There were 96 deaths in Clark County in 2017, up from 73 deaths in 2016 and 71 in 2015, according to the latest figures available. Clark County’s age-adjusted rate of 81.1 per 100,000 residents was the third-highest rate in Ohio, state officials said. Montgomery County’s overdose death rate led the rest of the state at 106.7 people per 100,000 population.
Figures released by the state Thursday were slightly lower than information collected by the Clark County Combined Health District, which reported there were 106 overdose deaths last year. The county reported there were 83 deaths in 2016 and 70 in 2015.
About three fourths of those who died of overdoses in Clark County last year were men, while about 25 percent were women, according to information from the CCCHD.

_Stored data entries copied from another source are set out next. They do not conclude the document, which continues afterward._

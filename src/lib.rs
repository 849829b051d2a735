// src/lib.rs

//! Adaptive community-post ingestion pipeline.
//!
//! Harvests posts from community sources through a rate-limited API
//! client, folds out duplicate content, and persists versioned items
//! behind watermark cursors. Sources are ranked into quality tiers that
//! drive how often and how aggressively each one is crawled, and the
//! overall sweep cadence adapts to cache efficiency.

pub mod cache;
pub mod client;
pub mod dedup;
pub mod error;
pub mod models;
pub mod pipeline;
pub mod store;

pub use error::{AppError, Result};
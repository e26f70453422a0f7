//! Utility modules for feedmirror-sync

pub mod db_retry;

pub use db_retry::retry_on_lock;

The state report showed there were 17 deaths in Champaign County in 2017, up from 10 one year earlier.
Statewide, there were 4,854 accidental drug overdose deaths last year, an increase of about 800 from 2016.

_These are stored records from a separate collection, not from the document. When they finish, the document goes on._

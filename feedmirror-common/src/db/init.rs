//! Database initialization
//!
//! Creates the database on first run and brings the schema up idempotently on
//! every start. Insert order users → relationships → photos is enforced by the
//! foreign keys declared here.

use crate::Result;
use sqlx::{sqlite::SqlitePoolOptions, SqlitePool};
use std::path::Path;
use tracing::info;

/// Open (or create) the database at `db_path` and ensure the schema exists
pub async fn init_database(db_path: &Path) -> Result<SqlitePool> {
    let newly_created = !db_path.exists();

    if let Some(parent) = db_path.parent() {
        std::fs::create_dir_all(parent)?;
    }

    // sqlx enables foreign keys on every pooled connection by default
    let db_url = format!("sqlite://{}?mode=rwc", db_path.display());
    let pool = SqlitePoolOptions::new()
        .max_connections(10)
        .min_connections(1)
        .connect(&db_url)
        .await?;

    if newly_created {
        info!("Initialized new database: {}", db_path.display());
    } else {
        info!("Opened existing database: {}", db_path.display());
    }

    // WAL lets feed reads proceed while a reconciliation holds the writer
    sqlx::query("PRAGMA journal_mode = WAL")
        .execute(&pool)
        .await?;

    sqlx::query("PRAGMA busy_timeout = 250")
        .execute(&pool)
        .await?;

    create_schema(&pool).await?;

    Ok(pool)
}

/// Create all tables and indexes if they don't exist
pub async fn create_schema(pool: &SqlitePool) -> Result<()> {
    create_users_table(pool).await?;
    create_relationships_table(pool).await?;
    create_photos_table(pool).await?;

    info!("Database tables initialized (users, relationships, photos)");
    Ok(())
}

async fn create_users_table(pool: &SqlitePool) -> Result<()> {
    sqlx::query(
        r#"
        CREATE TABLE IF NOT EXISTS users (
            id TEXT PRIMARY KEY,
            username TEXT NOT NULL UNIQUE,
            fullname TEXT,
            phone TEXT UNIQUE,
            profile_picture TEXT,
            created_at TIMESTAMP NOT NULL DEFAULT CURRENT_TIMESTAMP,
            updated_at TIMESTAMP NOT NULL DEFAULT CURRENT_TIMESTAMP
        )
        "#,
    )
    .execute(pool)
    .await?;

    Ok(())
}

async fn create_relationships_table(pool: &SqlitePool) -> Result<()> {
    sqlx::query(
        r#"
        CREATE TABLE IF NOT EXISTS relationships (
            id INTEGER PRIMARY KEY AUTOINCREMENT,
            user_id TEXT NOT NULL REFERENCES users(id),
            target_user_id TEXT NOT NULL REFERENCES users(id),
            created_at TIMESTAMP NOT NULL DEFAULT CURRENT_TIMESTAMP,
            UNIQUE (user_id, target_user_id)
        )
        "#,
    )
    .execute(pool)
    .await?;

    sqlx::query(
        "CREATE INDEX IF NOT EXISTS idx_relationships_target ON relationships(target_user_id, user_id)",
    )
    .execute(pool)
    .await?;

    Ok(())
}

async fn create_photos_table(pool: &SqlitePool) -> Result<()> {
    // date: YYYY-MM-DD day bucket; taken_at: unix milliseconds
    sqlx::query(
        r#"
        CREATE TABLE IF NOT EXISTS photos (
            id TEXT PRIMARY KEY,
            user_id TEXT NOT NULL REFERENCES users(id),
            date TEXT NOT NULL,
            taken_at INTEGER NOT NULL,
            details TEXT,
            created_at TIMESTAMP NOT NULL DEFAULT CURRENT_TIMESTAMP,
            updated_at TIMESTAMP NOT NULL DEFAULT CURRENT_TIMESTAMP
        )
        "#,
    )
    .execute(pool)
    .await?;

    for ddl in [
        "CREATE INDEX IF NOT EXISTS idx_photos_date ON photos(date DESC)",
        "CREATE INDEX IF NOT EXISTS idx_photos_taken_at ON photos(taken_at DESC)",
        "CREATE INDEX IF NOT EXISTS idx_photos_user ON photos(user_id)",
    ] {
        sqlx::query(ddl).execute(pool).await?;
    }

    Ok(())
}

One bright spot is the number of deaths related to opioid use is on pace to end lower than 2017, said Charles Patterson, commissioner of the CCCHD.
The figure available at the end of July this year was 28 deaths, said Greta Mayer, CEO of the Mental Health and Recovery Board of Clark, Greene and Madison Counties.
“While we may be seeing a slight decline recently it’s still way too high,” Mayer said of the latest figures. One reason last year’s numbers may have spiked, she said, is the strengths of the drugs available appears to have increased, she said.
Officials within the CCCHD host meetings to review the latest figures every other month, said Emma Smales, a spokeswoman for the health district. She said the district also works closely with and provides support to the Clark County Substance Abuse Coalition, which is working to reduce the number of fatalities.
“We support their work and their strategies,” Smales said.
Local agencies have tried to address gaps in care, particularly after noticing that many of those who have overdosed in Clark County had never been in treatment services, Mayer said. One of the challenges has been how to prevent people from getting so deep into addiction.
“You have this huge group going unserved,” Mayer said.
One way local agencies have tried to address the issue dispatching teams made up of individuals from several agencies to encourage treatment when residents overdose at the Springfield Regional Medical Center.
The McKinley Hall treatment center also used a federal grant to open a first-of-its-kind safehouse providing addicts with a safe place to go before receiving treatment. Agencies have also hosted events like recovery banquets to provide more support and to celebrate with addicts who have made progress in their recovery to show signs of hope, Mayer said. Despite some progress, she said the county has a long way to go.
“We need to do more,” Mayer said. “There’s more that needs to happen.”